Perdana Menteri Israel menuduh rekannya dari Australia telah “mengkhianati Israel” dan “meninggalkan” komunitas Yahudi Australia, setelah hubungan kedua negara semakin tegang selama berhari-hari.
Benjamin Netanyahu menyatakan pada Selasa bahwa sejarah akan mengingat Anthony Albanese “untuk siapa dia sebenarnya: seorang politisi yang lemah”.
Ini terjadi setelah Australia melarang seorang anggota koalisi pemerintahan Netanyahu yang beraliran kanan-jauh untuk memasuki negara itu pada Senin, dengan visanya dibatalkan menjelang kunjungan yang direncanakan.
Israel, sebagai balasannya, mencabut visa perwakilan Australia untuk Otoritas Palestina, juga menyalahkan pengumuman Canberra pekan lalu bahwa mereka akan mengakui negara Palestina pada bulan September.
Tidak ada tanggapan langsung dari Perdana Menteri Albanese.
Pemimpin oposisi Israel mengkritik pernyataan Netanyahu, menyebutnya sebagai “hadiah” bagi pemimpin Australia.
Yair Lapid menulis di X: “Hal yang paling memperkuat seorang pemimpin di dunia demokratis saat ini adalah konfrontasi dengan Netanyahu, pemimpin yang paling beracun secara politis di dunia Barat.
“Tidak jelas mengapa Bibi bergegas memberi Perdana Menteri Australia hadiah ini.”
Ketegangan diplomatik memanas pada Senin setelah visa politisi Israel kanan-jauh Simcha Rothman dibatalkan jelang kunjungan ke Australia, di mana ia dijadwalkan berbicara di acara yang diselenggarakan oleh Asosiasi Yahudi Australia.
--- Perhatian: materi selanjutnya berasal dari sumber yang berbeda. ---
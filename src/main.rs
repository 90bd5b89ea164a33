use clap::Parser;
use servereye::cli::{
    alerts, auth, handle_completions, handle_config_init, snapshot, watch, AlertsCommands,
    AuthCommands, Cli, Commands, ConfigCommands,
};

fn print_output(
    result: Result<String, Box<dyn std::error::Error>>,
) -> Result<(), Box<dyn std::error::Error>> {
    let output = result?;
    println!("{}", output);
    Ok(())
}

#[tokio::main]
async fn main() {
    let cli = Cli::parse();

    let result = match cli.command {
        Commands::Watch(args) => watch::run_watch(args).await,
        Commands::Snapshot(args) => print_output(snapshot::handle_snapshot(&args).await),
        Commands::Alerts(cmd) => match cmd {
            AlertsCommands::List(args) => print_output(alerts::handle_alerts_list(&args).await),
            AlertsCommands::Ack(args) => print_output(alerts::handle_alerts_ack(&args).await),
        },
        Commands::Auth(cmd) => match cmd {
            AuthCommands::Login(args) => print_output(auth::handle_auth_login(&args)),
            AuthCommands::Logout(args) => print_output(auth::handle_auth_logout(&args)),
        },
        Commands::Config(config_cmd) => match config_cmd {
            ConfigCommands::Init(args) => handle_config_init(&args),
        },
        Commands::Completions(args) => {
            handle_completions(&args);
            Ok(())
        }
    };

    if let Err(e) = result {
        eprintln!("Error: {}", e);
        std::process::exit(1);
    }
}
//! Configuration for the live event stream.

use serde::{Deserialize, Serialize};

/// Live stream settings.
#[derive(Debug, Clone, PartialEq, Eq, Serialize, Deserialize)]
#[serde(default)]
pub struct StreamConfig {
    /// Whether to open the stream at all
    pub enabled: bool,
    /// Fixed delay between a disconnect and the next connection attempt
    pub reconnect_delay_ms: u64,
    /// Seconds between `ping` keepalive frames (0 disables)
    pub keepalive_seconds: u64,
}

impl Default for StreamConfig {
    fn default() -> Self {
        Self {
            enabled: true,
            reconnect_delay_ms: 3000,
            keepalive_seconds: 30,
        }
    }
}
Menteri Dalam Negeri Australia mengatakan kepada Sky News bahwa pemerintah bersikap “tegas terhadap orang-orang yang berusaha datang ke negara kami dan menyebarkan perpecahan”.
Tony Burke menambahkan: “Jika Anda datang ke Australia untuk menyebarkan pesan kebencian dan perpecahan, kami tidak ingin Anda di sini.”
Beberapa jam kemudian, Menteri Luar Negeri Israel Gideon Sa’ar mengatakan dia telah “memerintahkan Kedutaan Besar Israel di Canberra untuk memeriksa secara saksama setiap aplikasi visa resmi Australia untuk masuk ke Israel”.
Dia menambahkan dalam sebuah posting di X: “Sementara antisemitisme sedang meluas di Australia, termasuk manifestasi kekerasan terhadap orang Yahudi dan institusi Yahudi, pemerintah Australia justru memilih untuk menyulutnya”.
Telah terjadi serangkaian serangan antisemit di Australia dalam beberapa bulan terakhir, di tengah ketegangan atas perang Israel-Hamas.
Australia mengumumkan pada awal Agustus bahwa mereka akan mengakui negara Palestina, dengan Perdana Menteri Albanese mengatakan pada saat itu bahwa Netanyahu “menyangkal” konsekuensi perang terhadap warga sipil.
“Penghentian bantuan yang kita lihat dan kemudian hilangnya nyawa yang kita saksikan di sekitar titik distribusi bantuan, di mana orang-orang yang mengantri untuk makanan dan air kehilangan nyawa mereka, sama sekali tidak dapat diterima,” ujarnya.
Pengumuman itu menyusul langkah serupa yang diambil oleh Inggris, Prancis, dan Kanada.
Sebagai tanggapan, Netanyahu melancarkan serangan pedas terhadap para pemimpin ketiga negara itu, menuduh Sir Keir Starmer, Emmanuel Macron, dan Mark Carney memihak “pembunuh massal, pemerkosa, pembunuh bayi dan penculik”.
Negara Palestina saat ini diakui oleh 147 dari 193 negara anggota PBB.